Effect of Carbamazepine on the Pharmacokinetics of Erdafitinib in Healthy Participants

Abstract

AbstractErdafitinib, a selective and potent oral pan‐FGFR inhibitor, is metabolized mainly through CYP2C9 and CYP3A4 enzymes. This phase 1, open‐label, single‐sequence, drug‐drug interaction study evaluated the pharmacokinetics, safety, and tolerability of a single oral dose of erdafitinib alone and when co‐administered with steady state oral carbamazepine, a dual inducer of CYP3A4 and CYP2C9, in 13 healthy adult participants (NCT04330248). Compared with erdafitinib administration alone, carbamazepine co‐administration decreased total and free maximum plasma concentrations of erdafitinib (Cmax) by 35% (95% CI 30%‐39%) and 22% (95% CI 17%‐27%), respectively.
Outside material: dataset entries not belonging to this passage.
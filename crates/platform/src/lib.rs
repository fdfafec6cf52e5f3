//! Platform layer for the vkr scene renderer.
//!
//! This crate provides the host side of the renderer:
//! - Window management via winit
//! - Surface extensions and Vulkan surface creation
//! - SPIR-V shader loading

mod shader;
mod window;

pub use shader::{ShaderLibrary, ShaderStage, load_spirv};
pub use window::{Surface, Window};

// Re-export winit types that users might need
pub use winit::event::WindowEvent;
pub use winit::event_loop::EventLoop;
//! Presentation targets.
//!
//! A [`Presenter`] hands out the image a frame is blitted into and queues it
//! for display. The renderer records the layout transitions around the blit
//! through the presenter's transition hooks, so it never needs to know
//! whether the destination is a WSI swapchain image or an ordinary image.

use std::sync::Arc;

use tracing::{debug, trace};
use vkr_rhi::{GpuDevice, GpuImage, ImageDesc, ImageUsage, RhiError, RhiResult, vk};

/// An image handed out by [`Presenter::acquire`].
#[derive(Clone, Copy, Debug, PartialEq, Eq)]
pub struct AcquiredImage {
    pub index: u32,
    pub image: vk::Image,
    pub extent: vk::Extent2D,
    /// The presenter signals the image-ready semaphore on acquire and waits
    /// on the render-done semaphore on present.
    pub uses_semaphores: bool,
    pub suboptimal: bool,
}

/// Source of presentable images.
pub trait Presenter<D: GpuDevice> {
    /// Size of the presentable images.
    fn extent(&self) -> vk::Extent2D;

    fn image_count(&self) -> u32;

    /// Layout the image must be in when [`present`](Self::present) is called.
    fn final_layout(&self) -> vk::ImageLayout;

    /// Acquires the next image, signaling `image_ready` once it can be written.
    ///
    /// # Errors
    ///
    /// An out-of-date target is reported as `ERROR_OUT_OF_DATE_KHR`; the
    /// caller must [`resize`](Self::resize) before trying again.
    fn acquire(&mut self, image_ready: &D::Semaphore) -> RhiResult<AcquiredImage>;

    /// Queues `image` for display once `render_done` is signaled. Returns
    /// true if the target is suboptimal.
    fn present(&mut self, image: &AcquiredImage, render_done: &D::Semaphore) -> RhiResult<bool>;

    /// Recreates the presentable images. The device must be idle.
    fn resize(&mut self, extent: vk::Extent2D) -> RhiResult<()>;

    /// Recreates the presentable images with presentation mode `mode`. The
    /// device must be idle.
    ///
    /// Returns false, leaving the presenter untouched, when `mode` is not
    /// supported. Presenters without a display support no mode switch.
    fn set_present_mode(&mut self, _mode: vk::PresentModeKHR) -> RhiResult<bool> {
        Ok(false)
    }

    /// Records the transition of the acquired image into `TRANSFER_DST_OPTIMAL`.
    ///
    /// `barrier` arrives with the image, subresource range, new layout and
    /// destination access set; the presenter fills in the rest.
    fn insert_transfer_dst_transition(
        &self,
        device: &D,
        cmd: &mut D::CommandBuffer,
        src_stage: vk::PipelineStageFlags,
        dst_stage: vk::PipelineStageFlags,
        barrier: vk::ImageMemoryBarrier<'static>,
    ) {
        let barrier = complete_transfer_dst_barrier(barrier);
        device.cmd_pipeline_barrier(cmd, src_stage, dst_stage, &barrier);
    }

    /// Records the transition of the acquired image into
    /// [`final_layout`](Self::final_layout).
    ///
    /// `barrier` arrives with the image, subresource range, old layout and
    /// source access set.
    fn insert_present_transition(
        &self,
        device: &D,
        cmd: &mut D::CommandBuffer,
        src_stage: vk::PipelineStageFlags,
        barrier: vk::ImageMemoryBarrier<'static>,
    ) {
        let barrier = complete_present_barrier(barrier, self.final_layout());
        device.cmd_pipeline_barrier(
            cmd,
            src_stage,
            vk::PipelineStageFlags::BOTTOM_OF_PIPE,
            &barrier,
        );
    }
}

/// Previous contents are discarded: the blit overwrites the whole image.
pub fn complete_transfer_dst_barrier(
    barrier: vk::ImageMemoryBarrier<'static>,
) -> vk::ImageMemoryBarrier<'static> {
    barrier
        .src_access_mask(vk::AccessFlags::empty())
        .old_layout(vk::ImageLayout::UNDEFINED)
        .src_queue_family_index(vk::QUEUE_FAMILY_IGNORED)
        .dst_queue_family_index(vk::QUEUE_FAMILY_IGNORED)
}

pub fn complete_present_barrier(
    barrier: vk::ImageMemoryBarrier<'static>,
    final_layout: vk::ImageLayout,
) -> vk::ImageMemoryBarrier<'static> {
    barrier
        .dst_access_mask(vk::AccessFlags::empty())
        .new_layout(final_layout)
        .src_queue_family_index(vk::QUEUE_FAMILY_IGNORED)
        .dst_queue_family_index(vk::QUEUE_FAMILY_IGNORED)
}

/// Presenter over device-owned images, for runs without a window.
///
/// Images are handed out round-robin and end each frame in
/// `TRANSFER_SRC_OPTIMAL` so they can be read back. No semaphores are used;
/// the frame fence orders everything.
pub struct OffscreenPresenter<D: GpuDevice> {
    device: Arc<D>,
    images: Vec<D::Image>,
    format: vk::Format,
    next: usize,
    presented: Vec<u32>,
}

impl<D: GpuDevice> OffscreenPresenter<D> {
    /// # Errors
    ///
    /// Returns an error if `image_count` is zero or image creation fails.
    pub fn new(
        device: Arc<D>,
        extent: vk::Extent2D,
        format: vk::Format,
        image_count: u32,
    ) -> RhiResult<Self> {
        if image_count == 0 {
            return Err(RhiError::Image(
                "Offscreen presenter needs at least one image".to_string(),
            ));
        }
        let images = create_images(&*device, extent, format, image_count)?;
        debug!(
            "Created offscreen presenter: {} images, {}x{}",
            image_count, extent.width, extent.height
        );
        Ok(Self {
            device,
            images,
            format,
            next: 0,
            presented: Vec::new(),
        })
    }

    pub fn images(&self) -> &[D::Image] {
        &self.images
    }

    /// Indices passed to `present`, oldest first.
    pub fn presented(&self) -> &[u32] {
        &self.presented
    }
}

fn create_images<D: GpuDevice>(
    device: &D,
    extent: vk::Extent2D,
    format: vk::Format,
    count: u32,
) -> RhiResult<Vec<D::Image>> {
    (0..count)
        .map(|_| {
            device.create_image(&ImageDesc {
                extent,
                format,
                usage: ImageUsage::PresentTarget,
            })
        })
        .collect()
}

impl<D: GpuDevice> Presenter<D> for OffscreenPresenter<D> {
    fn extent(&self) -> vk::Extent2D {
        self.images[0].extent()
    }

    fn image_count(&self) -> u32 {
        self.images.len() as u32
    }

    fn final_layout(&self) -> vk::ImageLayout {
        vk::ImageLayout::TRANSFER_SRC_OPTIMAL
    }

    fn acquire(&mut self, _image_ready: &D::Semaphore) -> RhiResult<AcquiredImage> {
        let index = self.next;
        self.next = (self.next + 1) % self.images.len();
        let image = &self.images[index];
        Ok(AcquiredImage {
            index: index as u32,
            image: image.raw(),
            extent: image.extent(),
            uses_semaphores: false,
            suboptimal: false,
        })
    }

    fn present(&mut self, image: &AcquiredImage, _render_done: &D::Semaphore) -> RhiResult<bool> {
        trace!("Offscreen image {} presented", image.index);
        self.presented.push(image.index);
        Ok(false)
    }

    fn resize(&mut self, extent: vk::Extent2D) -> RhiResult<()> {
        self.images = create_images(
            &*self.device,
            extent,
            self.format,
            self.images.len() as u32,
        )?;
        self.next = 0;
        debug!(
            "Offscreen presenter resized to {}x{}",
            extent.width, extent.height
        );
        Ok(())
    }
}

#[cfg(test)]
mod tests {
    use vkr_rhi::full_subresource_range;
    use vkr_rhi::headless::{Command, HeadlessDevice};

    use super::*;

    const EXTENT: vk::Extent2D = vk::Extent2D {
        width: 64,
        height: 32,
    };

    fn presenter(count: u32) -> (Arc<HeadlessDevice>, OffscreenPresenter<HeadlessDevice>) {
        let device = Arc::new(HeadlessDevice::new());
        let presenter = OffscreenPresenter::new(
            Arc::clone(&device),
            EXTENT,
            vk::Format::B8G8R8A8_UNORM,
            count,
        )
        .unwrap();
        (device, presenter)
    }

    #[test]
    fn test_complete_transfer_dst_barrier() {
        let partial = vk::ImageMemoryBarrier::default()
            .new_layout(vk::ImageLayout::TRANSFER_DST_OPTIMAL)
            .dst_access_mask(vk::AccessFlags::TRANSFER_WRITE);
        let barrier = complete_transfer_dst_barrier(partial);

        assert_eq!(barrier.old_layout, vk::ImageLayout::UNDEFINED);
        assert_eq!(barrier.new_layout, vk::ImageLayout::TRANSFER_DST_OPTIMAL);
        assert_eq!(barrier.src_access_mask, vk::AccessFlags::empty());
        assert_eq!(barrier.dst_access_mask, vk::AccessFlags::TRANSFER_WRITE);
        assert_eq!(barrier.src_queue_family_index, vk::QUEUE_FAMILY_IGNORED);
    }

    #[test]
    fn test_complete_present_barrier() {
        let partial = vk::ImageMemoryBarrier::default()
            .old_layout(vk::ImageLayout::TRANSFER_DST_OPTIMAL)
            .src_access_mask(vk::AccessFlags::TRANSFER_WRITE);
        let barrier = complete_present_barrier(partial, vk::ImageLayout::PRESENT_SRC_KHR);

        assert_eq!(barrier.old_layout, vk::ImageLayout::TRANSFER_DST_OPTIMAL);
        assert_eq!(barrier.new_layout, vk::ImageLayout::PRESENT_SRC_KHR);
        assert_eq!(barrier.dst_access_mask, vk::AccessFlags::empty());
        assert_eq!(barrier.dst_queue_family_index, vk::QUEUE_FAMILY_IGNORED);
    }

    #[test]
    fn test_acquire_is_round_robin() {
        let (device, mut presenter) = presenter(2);
        let semaphore = device.create_semaphore().unwrap();

        let indices: Vec<u32> = (0..3)
            .map(|_| presenter.acquire(&semaphore).unwrap().index)
            .collect();
        assert_eq!(indices, vec![0, 1, 0]);

        let acquired = presenter.acquire(&semaphore).unwrap();
        assert!(!acquired.uses_semaphores);
        assert_eq!(acquired.extent, EXTENT);
        assert_eq!(acquired.image, presenter.images()[1].raw());
    }

    #[test]
    fn test_present_records_index() {
        let (device, mut presenter) = presenter(2);
        let semaphore = device.create_semaphore().unwrap();
        let acquired = presenter.acquire(&semaphore).unwrap();
        assert!(!presenter.present(&acquired, &semaphore).unwrap());
        assert_eq!(presenter.presented(), &[0]);
    }

    #[test]
    fn test_resize_replaces_images() {
        let (_device, mut presenter) = presenter(2);
        let old = presenter.images()[0].raw();
        let extent = vk::Extent2D {
            width: 8,
            height: 8,
        };
        presenter.resize(extent).unwrap();
        assert_eq!(Presenter::<HeadlessDevice>::extent(&presenter), extent);
        assert_ne!(presenter.images()[0].raw(), old);
    }

    #[test]
    fn test_zero_images_rejected() {
        let device = Arc::new(HeadlessDevice::new());
        let result =
            OffscreenPresenter::new(device, EXTENT, vk::Format::B8G8R8A8_UNORM, 0);
        assert!(matches!(result, Err(RhiError::Image(_))));
    }

    #[test]
    fn test_default_hooks_record_completed_barriers() {
        let (device, presenter) = presenter(1);
        let mut cmd = device.allocate_command_buffer().unwrap();
        let image = presenter.images()[0].raw();
        let range = full_subresource_range(vk::ImageAspectFlags::COLOR);

        device.begin_commands(&mut cmd).unwrap();
        presenter.insert_transfer_dst_transition(
            &device,
            &mut cmd,
            vk::PipelineStageFlags::TRANSFER,
            vk::PipelineStageFlags::TRANSFER,
            vk::ImageMemoryBarrier::default()
                .image(image)
                .subresource_range(range)
                .new_layout(vk::ImageLayout::TRANSFER_DST_OPTIMAL)
                .dst_access_mask(vk::AccessFlags::TRANSFER_WRITE),
        );
        presenter.insert_present_transition(
            &device,
            &mut cmd,
            vk::PipelineStageFlags::TRANSFER,
            vk::ImageMemoryBarrier::default()
                .image(image)
                .subresource_range(range)
                .old_layout(vk::ImageLayout::TRANSFER_DST_OPTIMAL)
                .src_access_mask(vk::AccessFlags::TRANSFER_WRITE),
        );
        device.end_commands(&mut cmd).unwrap();

        let layouts: Vec<_> = cmd
            .commands()
            .iter()
            .filter_map(|c| match c {
                Command::Barrier {
                    old_layout,
                    new_layout,
                    dst_stage,
                    ..
                } => Some((*old_layout, *new_layout, *dst_stage)),
                _ => None,
            })
            .collect();
        assert_eq!(
            layouts,
            vec![
                (
                    vk::ImageLayout::UNDEFINED,
                    vk::ImageLayout::TRANSFER_DST_OPTIMAL,
                    vk::PipelineStageFlags::TRANSFER
                ),
                (
                    vk::ImageLayout::TRANSFER_DST_OPTIMAL,
                    vk::ImageLayout::TRANSFER_SRC_OPTIMAL,
                    vk::PipelineStageFlags::BOTTOM_OF_PIPE
                ),
            ]
        );
    }
}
The areas under the concentration‐time curve over the time interval from 0 to 168 hours, to the last quantifiable data point, and to time infinity (AUC168h, AUClast, AUCinf), were markedly decreased for both total erdafitinib (56%‐62%) and free erdafitinib (48%‐55%). The safety profile of erdafitinib was consistent with previous clinical studies in healthy participants, with no new safety concerns when administered with or without carbamazepine. Co‐administration with carbamazepine may reduce the activity of erdafitinib due to reduced exposure. Concomitant use of strong CYP3A4 inducers with erdafitinib should be avoided.